Item #326712 An Oration; Delivered March 5, 1774, at the Request of the Inhabitants of the Town of Boston: to Commemorate the Bloody Tragedy of the Fifth of March 1770. John Hancock.

An Oration; Delivered March 5, 1774, at the Request of the Inhabitants of the Town of Boston: to Commemorate the Bloody Tragedy of the Fifth of March 1770.

Boston: Printed by Edes and Gill, in Queen Street, 1774.

Price: $9,500.00


About the item

First edition. [3]-20pp. Lacks the half title. 1 vols. 4to. Unstitched. Paper losses in top margin affecting headlines restored, repaired tears at gutter, other conservation. Early owner's crude annotations on title and final page. Evans 13314; Adams, American Independence 117a; ESTC W21489; Sabin 30177; Church 1104.

Item #326712

To "perpetuate the memory of that wanton and bloody massacre to all Generations", Bostonians fanned the flames of Revolution by holding an oration each year on the anniversary of the Boston Massacre. In 1774, just a few months after the December 1773 Boston Tea Party and with Boston facing punishment under the Intolerable Acts beginning with the Boston Port Act passed at the end of March 1774, John Hancock's fiery oration was published.

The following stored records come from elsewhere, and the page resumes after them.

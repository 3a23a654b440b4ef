//! In-memory queue backend.

use std::{
    collections::HashMap,
    sync::{
        Arc,
        atomic::{AtomicBool, Ordering},
    },
};

use async_trait::async_trait;
use herald_common::JobId;
use parking_lot::RwLock;

use crate::{QueueError, job::Job, store::QueueStore};

/// Job records in a `HashMap` behind an `RwLock`.
///
/// Primarily for tests and embedded deployments; nothing survives a
/// process restart. The store can be flipped unavailable to simulate a
/// broker outage in health and failure-path tests.
#[derive(Debug, Default, Clone)]
pub struct MemoryQueueStore {
    jobs: Arc<RwLock<HashMap<JobId, Job>>>,
    unavailable: Arc<AtomicBool>,
}

impl MemoryQueueStore {
    /// Create an empty backend.
    #[must_use]
    pub fn new() -> Self {
        Self::default()
    }

    /// Simulate a broker outage: subsequent operations fail with
    /// [`QueueError::Unavailable`] until flipped back.
    pub fn set_unavailable(&self, unavailable: bool) {
        self.unavailable.store(unavailable, Ordering::Relaxed);
    }

    fn check_available(&self) -> Result<(), QueueError> {
        if self.unavailable.load(Ordering::Relaxed) {
            Err(QueueError::Unavailable(
                "memory backend marked unavailable".to_string(),
            ))
        } else {
            Ok(())
        }
    }

    /// Number of persisted records.
    #[must_use]
    pub fn len(&self) -> usize {
        self.jobs.read().len()
    }

    /// Whether no records are persisted.
    #[must_use]
    pub fn is_empty(&self) -> bool {
        self.len() == 0
    }
}

#[async_trait]
impl QueueStore for MemoryQueueStore {
    async fn connect(&self) -> Result<(), QueueError> {
        self.check_available()
    }

    async fn close(&self) -> Result<(), QueueError> {
        Ok(())
    }

    async fn put(&self, job: &Job) -> Result<(), QueueError> {
        self.check_available()?;
        self.jobs.write().insert(job.id, job.clone());
        Ok(())
    }

    async fn delete(&self, id: JobId) -> Result<(), QueueError> {
        self.check_available()?;
        self.jobs.write().remove(&id);
        Ok(())
    }

    async fn load_all(&self) -> Result<Vec<Job>, QueueError> {
        self.check_available()?;
        let mut jobs: Vec<_> = self.jobs.read().values().cloned().collect();
        // Job ids are ULIDs, so this is creation order.
        jobs.sort_by_key(|job| job.id);
        Ok(jobs)
    }

    async fn ping(&self) -> Result<(), QueueError> {
        self.check_available()
    }
}

#[cfg(test)]
#[allow(clippy::unwrap_used)]
mod tests {
    use herald_common::{CampaignId, JobPriority, RecipientId};

    use super::*;

    fn job() -> Job {
        Job::new(
            CampaignId::generate(),
            RecipientId::generate(),
            "primary".into(),
            "subject",
            "body",
            JobPriority::Normal,
            0,
        )
    }

    #[tokio::test]
    async fn put_delete_round_trip() {
        let store = MemoryQueueStore::new();
        let job = job();

        store.put(&job).await.unwrap();
        assert_eq!(store.len(), 1);

        store.delete(job.id).await.unwrap();
        assert!(store.is_empty());

        // Deleting an absent record stays a no-op.
        store.delete(job.id).await.unwrap();
    }

    #[tokio::test]
    async fn outage_simulation() {
        let store = MemoryQueueStore::new();
        store.set_unavailable(true);

        assert!(matches!(
            store.ping().await,
            Err(QueueError::Unavailable(_))
        ));
        assert!(matches!(
            store.put(&job()).await,
            Err(QueueError::Unavailable(_))
        ));

        store.set_unavailable(false);
        store.ping().await.unwrap();
    }
}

Authorship of the oration has been attributed to Samuel Adams, to Benjamin Church and Joseph Warren, and to Samuel Cooper. Adams notes that "in all probability a number of Boston radicals had a hand in its composition." On the verso of the titlepage, the Committee appointed to request publication of the address is listed, including Samuel and John Adams, Warren and Church.

In his impassioned commemoration address, Hancock exhorted his audience to take up arms against the British troops, recalling "the inhuman, unprovoked murders of the fifth of March" and that "the Troops of George the Third have cross'd the wide atlantick, not to engage an enemy, but to assist a band of traitors in Trampling on the rights and liberties of his most loyal subjects in America." Hancock strikes a strongly inflammatory tone: "Let every parent tell the shameful story to his listening children 'till tears of pity glisten in their eyes, and boiling passions shake their tender frames ... I conjure you by all that is dear, by all that is honourable, by all that is sacred, not only that you pray, but that you act; that, if necessary, ye fight, and even die... Break in sunder, with noble disdain, the bonds with which the Philistines have bound you..."

The oration was widely printed, including two Boston editions as well as editions in Newport, New Haven and Philadelphia. The first edition is scarce in commerce.